Además de la tendencia hacia la unidad, comienza a producirse
una profundización del concepto de deidad misma. Aunque permanecerá siempre la
antropomorfización, habrá un auge de la abstracción y del sentimiento de lo
desconocido. Esto conllevará el uso de símbolos (numéricos, astrales) para
sustituir los nombres de algunas deidades. En muchos relieves figurados, de
hecho, el silueteado humano se remplaza por el símbolo. Así, por ejemplo, un
rayo representará a Adad o una estrella a Ishtar. De tal manera, abstracción y
sincretismo van de la mano sin propiciar contradicciones insalvables.
La fuerte mentalidad teocéntrica en la Mesopotamia
antigua le concedió al ser humano un lugar poco destacado. Fue creado (de
diversos modos según qué tradición) con la función de servir a las divinidades.
Los mitos asirios y babilónicos sugieren que el ser humano tiene una directa
filiación divina (Marduk y Aruru; la diosa Mami con arcilla; Ninhursaga con
sangre de deidad mezclada con arcilla; de la sangre de Kingu, seguidor
principal de Tiamat, a través de la participación de Ea). Este último caso es
revelador, pues la muerte de Kingu conlleva un efecto doble: por una parte,
libera a los dioses de la carga que soportaban; y por otro, permite la creación
de servidores que les descarguen de preocupaciones. De algún modo, por su naturaleza
el ser humano perpetúa la muerte, en sacrifico cruento, de Kingu, quien asume
de modo indirecto la falta divina. El ser humano es inocente pero impuro.
La sangre puede ser vista como sede de la vida
terrena, si bien la insistencia en los textos del aliento, acaba dándole a este
término el sentido de vida. Es un hálito otorgado por los dioses a los hombres
al nacer. Cuando mueren se lo retiran, y la persona se convierte en una suerte
de sombra indiferenciada (llamada etimmu),
errante en busca de alimento y de una sepultura adecuada. La suerte del
fallecido es sombría y triste. Los muertos están rodeados de oscuridad y se
alimentan de polvo.
Prof.
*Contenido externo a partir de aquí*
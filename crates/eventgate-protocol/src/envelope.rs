//! Version-specific envelopes.
//!
//! Each event kind is one variant of a closed enum per protocol version.
//! The legacy encoder pattern-matches on the variant to pick one of the
//! historical envelope layouts:
//!
//! ```text
//! {cmd:"direct", val:{mode:"update_post", payload:{...}}, nonce:"7"}   mode-wrapped
//! {cmd:"direct", val:{chatid:"livechat", state:100, u:"..."}, ...}     bare val
//! {cmd:"direct", val:{mode:1, _id:"...", p:"...", ...}, ...}           create post
//! ```
//!
//! The current encoder always writes one flat `{cmd, val, listener?, nonce?}`.

use serde::ser::Error as _;
use serde::{Serialize, Serializer};

use crate::models::{ChatRef, CurrentUser, LegacyPost, LegacyUser};

// ---------------------------------------------------------------------------
// Payloads
// ---------------------------------------------------------------------------

/// Sent on every attach, before any replay.
#[derive(Debug, Clone, PartialEq, Eq, Serialize)]
pub struct Hello {
    pub session_id: String,
    /// Milliseconds between server housekeeping ticks; also the grace
    /// window for resuming after a drop.
    pub ping_interval: u64,
}

/// Legacy typing indicator. Home typing is reported in livechat.
#[derive(Debug, Clone, PartialEq, Eq, Serialize)]
pub struct LegacyTyping {
    #[serde(rename = "chatid")]
    pub chat_id: String,
    /// [`TYPING_STATE_CHAT`] or [`TYPING_STATE_HOME`].
    pub state: i8,
    #[serde(rename = "u")]
    pub username: String,
}

/// Legacy typing `state` for regular chats and livechat.
pub const TYPING_STATE_CHAT: i8 = 100;
/// Legacy typing `state` for the home feed.
pub const TYPING_STATE_HOME: i8 = 101;

/// Current typing indicator.
#[derive(Debug, Clone, PartialEq, Eq, Serialize)]
pub struct CurrentTyping {
    pub chat_id: ChatRef,
    pub user: CurrentUser,
    pub username: String,
}

/// A new post in the legacy shape: the post's own fields plus `mode: 1`
/// for home posts or `state: 2` for chat posts.
#[derive(Debug, Clone, PartialEq, Eq)]
pub struct LegacyCreatePost {
    pub post: LegacyPost,
}

impl Serialize for LegacyCreatePost {
    fn serialize<S: Serializer>(&self, serializer: S) -> Result<S::Ok, S::Error> {
        // Going through a JSON map keeps the field count known up front,
        // which the MessagePack serializer needs.
        let mut fields = match serde_json::to_value(&self.post).map_err(S::Error::custom)? {
            serde_json::Value::Object(map) => map,
            _ => return Err(S::Error::custom("post did not serialize to a map")),
        };
        if self.post.chat == ChatRef::Home {
            fields.insert("mode".into(), 1.into());
        } else {
            fields.insert("state".into(), 2.into());
        }
        fields.serialize(serializer)
    }
}

/// Legacy post deletion; serialized as `{mode: "delete", id}`.
#[derive(Debug, Clone, PartialEq, Eq)]
pub struct LegacyDeletePost {
    pub post_id: String,
}

/// Current post deletion.
#[derive(Debug, Clone, PartialEq, Eq, Serialize)]
pub struct CurrentDeletePost {
    pub chat_id: ChatRef,
    pub post_id: String,
}

/// Removal of a range of posts. Only the current version has this event.
#[derive(Debug, Clone, PartialEq, Eq, Serialize)]
pub struct BulkDeletePosts {
    pub chat_id: ChatRef,
    pub start_id: String,
    pub end_id: String,
    pub post_ids: Vec<String>,
}

/// A relationship change as seen by the user who made it.
#[derive(Debug, Clone, PartialEq, Eq, Serialize)]
pub struct RelationshipUpdate<U> {
    pub user: U,
    pub username: String,
    pub state: i8,
    pub updated_at: i64,
}

/// A reaction added to or removed from a post.
#[derive(Debug, Clone, PartialEq, Eq, Serialize)]
pub struct ReactionUpdate<U> {
    pub chat_id: ChatRef,
    pub post_id: String,
    pub emoji: String,
    pub user: U,
    pub username: String,
}

// ---------------------------------------------------------------------------
// Legacy envelope
// ---------------------------------------------------------------------------

/// Every event kind the legacy protocol knows about.
#[derive(Debug, Clone, PartialEq, Eq)]
pub enum LegacyEvent {
    Hello(Hello),
    UpdateProfile(LegacyUser),
    UpdateRelationship(RelationshipUpdate<LegacyUser>),
    Typing(LegacyTyping),
    CreatePost(LegacyCreatePost),
    UpdatePost(LegacyPost),
    DeletePost(LegacyDeletePost),
    PostReactionAdd(ReactionUpdate<LegacyUser>),
    PostReactionRemove(ReactionUpdate<LegacyUser>),
}

/// A legacy packet before encoding.
#[derive(Debug, Clone, PartialEq, Eq)]
pub struct LegacyEnvelope {
    pub event: LegacyEvent,
    pub listener: Option<String>,
    /// Stamped by [`Packet::build`](crate::Packet::build).
    pub nonce: Option<String>,
}

impl LegacyEnvelope {
    /// Wraps an event with no listener and no nonce.
    pub fn new(event: LegacyEvent) -> Self {
        Self {
            event,
            listener: None,
            nonce: None,
        }
    }
}

#[derive(Serialize)]
struct LegacyWire<'a, V> {
    cmd: &'static str,
    #[serde(skip_serializing_if = "Option::is_none")]
    val: Option<V>,
    #[serde(skip_serializing_if = "Option::is_none")]
    listener: Option<&'a str>,
    #[serde(skip_serializing_if = "Option::is_none")]
    nonce: Option<&'a str>,
}

#[derive(Serialize)]
struct ModePayload<'a, P> {
    mode: &'static str,
    payload: &'a P,
}

#[derive(Serialize)]
struct DeleteVal<'a> {
    mode: &'static str,
    id: &'a str,
}

impl LegacyEnvelope {
    fn wire<V>(&self, cmd: &'static str, val: V) -> LegacyWire<'_, V> {
        LegacyWire {
            cmd,
            val: Some(val),
            listener: self.listener.as_deref(),
            nonce: self.nonce.as_deref(),
        }
    }

    fn direct<'a, P>(&'a self, mode: &'static str, payload: &'a P) -> LegacyWire<'a, ModePayload<'a, P>> {
        self.wire("direct", ModePayload { mode, payload })
    }
}

impl Serialize for LegacyEnvelope {
    fn serialize<S: Serializer>(&self, serializer: S) -> Result<S::Ok, S::Error> {
        match &self.event {
            LegacyEvent::Hello(hello) => self.wire("hello", hello).serialize(serializer),
            LegacyEvent::UpdateProfile(user) => {
                self.direct("update_profile", user).serialize(serializer)
            }
            LegacyEvent::UpdateRelationship(update) => {
                self.direct("update_relationship", update).serialize(serializer)
            }
            LegacyEvent::Typing(typing) => self.wire("direct", typing).serialize(serializer),
            LegacyEvent::CreatePost(create) => self.wire("direct", create).serialize(serializer),
            LegacyEvent::UpdatePost(post) => self.direct("update_post", post).serialize(serializer),
            LegacyEvent::DeletePost(delete) => self
                .wire(
                    "direct",
                    DeleteVal {
                        mode: "delete",
                        id: &delete.post_id,
                    },
                )
                .serialize(serializer),
            LegacyEvent::PostReactionAdd(reaction) => {
                self.direct("post_reaction_add", reaction).serialize(serializer)
            }
            LegacyEvent::PostReactionRemove(reaction) => {
                self.direct("post_reaction_remove", reaction).serialize(serializer)
            }
        }
    }
}

// ---------------------------------------------------------------------------
// Current envelope
// ---------------------------------------------------------------------------

/// Every event kind the current protocol knows about.
#[derive(Debug, Clone, PartialEq, Eq, Serialize)]
#[serde(untagged)]
pub enum CurrentEvent {
    Hello(Hello),
    UpdateProfile(CurrentUser),
    UpdateRelationship(RelationshipUpdate<CurrentUser>),
    Typing(CurrentTyping),
    Post(LegacyPost),
    UpdatePost(LegacyPost),
    DeletePost(CurrentDeletePost),
    BulkDeletePosts(BulkDeletePosts),
    PostReactionAdd(ReactionUpdate<CurrentUser>),
    PostReactionRemove(ReactionUpdate<CurrentUser>),
}

impl CurrentEvent {
    /// The `cmd` string clients dispatch on.
    pub fn cmd(&self) -> &'static str {
        match self {
            Self::Hello(_) => "hello",
            Self::UpdateProfile(_) => "update_profile",
            Self::UpdateRelationship(_) => "update_relationship",
            Self::Typing(_) => "typing",
            Self::Post(_) => "post",
            Self::UpdatePost(_) => "update_post",
            Self::DeletePost(_) => "delete_post",
            Self::BulkDeletePosts(_) => "bulk_delete_posts",
            Self::PostReactionAdd(_) => "post_reaction_add",
            Self::PostReactionRemove(_) => "post_reaction_remove",
        }
    }
}

/// A current-version packet before encoding.
#[derive(Debug, Clone, PartialEq, Eq)]
pub struct CurrentEnvelope {
    pub event: CurrentEvent,
    pub listener: Option<String>,
    /// Stamped by [`Packet::build`](crate::Packet::build).
    pub nonce: Option<String>,
}

impl CurrentEnvelope {
    /// Wraps an event with no listener and no nonce.
    pub fn new(event: CurrentEvent) -> Self {
        Self {
            event,
            listener: None,
            nonce: None,
        }
    }
}

#[derive(Serialize)]
struct CurrentWire<'a> {
    cmd: &'static str,
    val: &'a CurrentEvent,
    #[serde(skip_serializing_if = "Option::is_none")]
    listener: Option<&'a str>,
    #[serde(skip_serializing_if = "Option::is_none")]
    nonce: Option<&'a str>,
}

impl Serialize for CurrentEnvelope {
    fn serialize<S: Serializer>(&self, serializer: S) -> Result<S::Ok, S::Error> {
        CurrentWire {
            cmd: self.event.cmd(),
            val: &self.event,
            listener: self.listener.as_deref(),
            nonce: self.nonce.as_deref(),
        }
        .serialize(serializer)
    }
}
Dr. Julio López Saco
UCV-UCAB. FEIAP-UGR. Julio, 2017.
[1] La concepción del caos original, con aguas dulces y
saladas pudo nacer de un proceso de observación, pues en las marismas
mesopotámicas se mezclaban las aguas de los ríos con el mar, dando lugar a
islas flotantes arenosas pobladas de cañaverales. Sin embargo, todo el proceso
originario es, sin duda, fruto de la imaginación mítica.
[2] Una analogía de Me
con las ideas platónicas o con el Absoluto propio de muchos pensadores indios
es realmente difícil de establecer, más allá de lo sugerente que pudiera ser.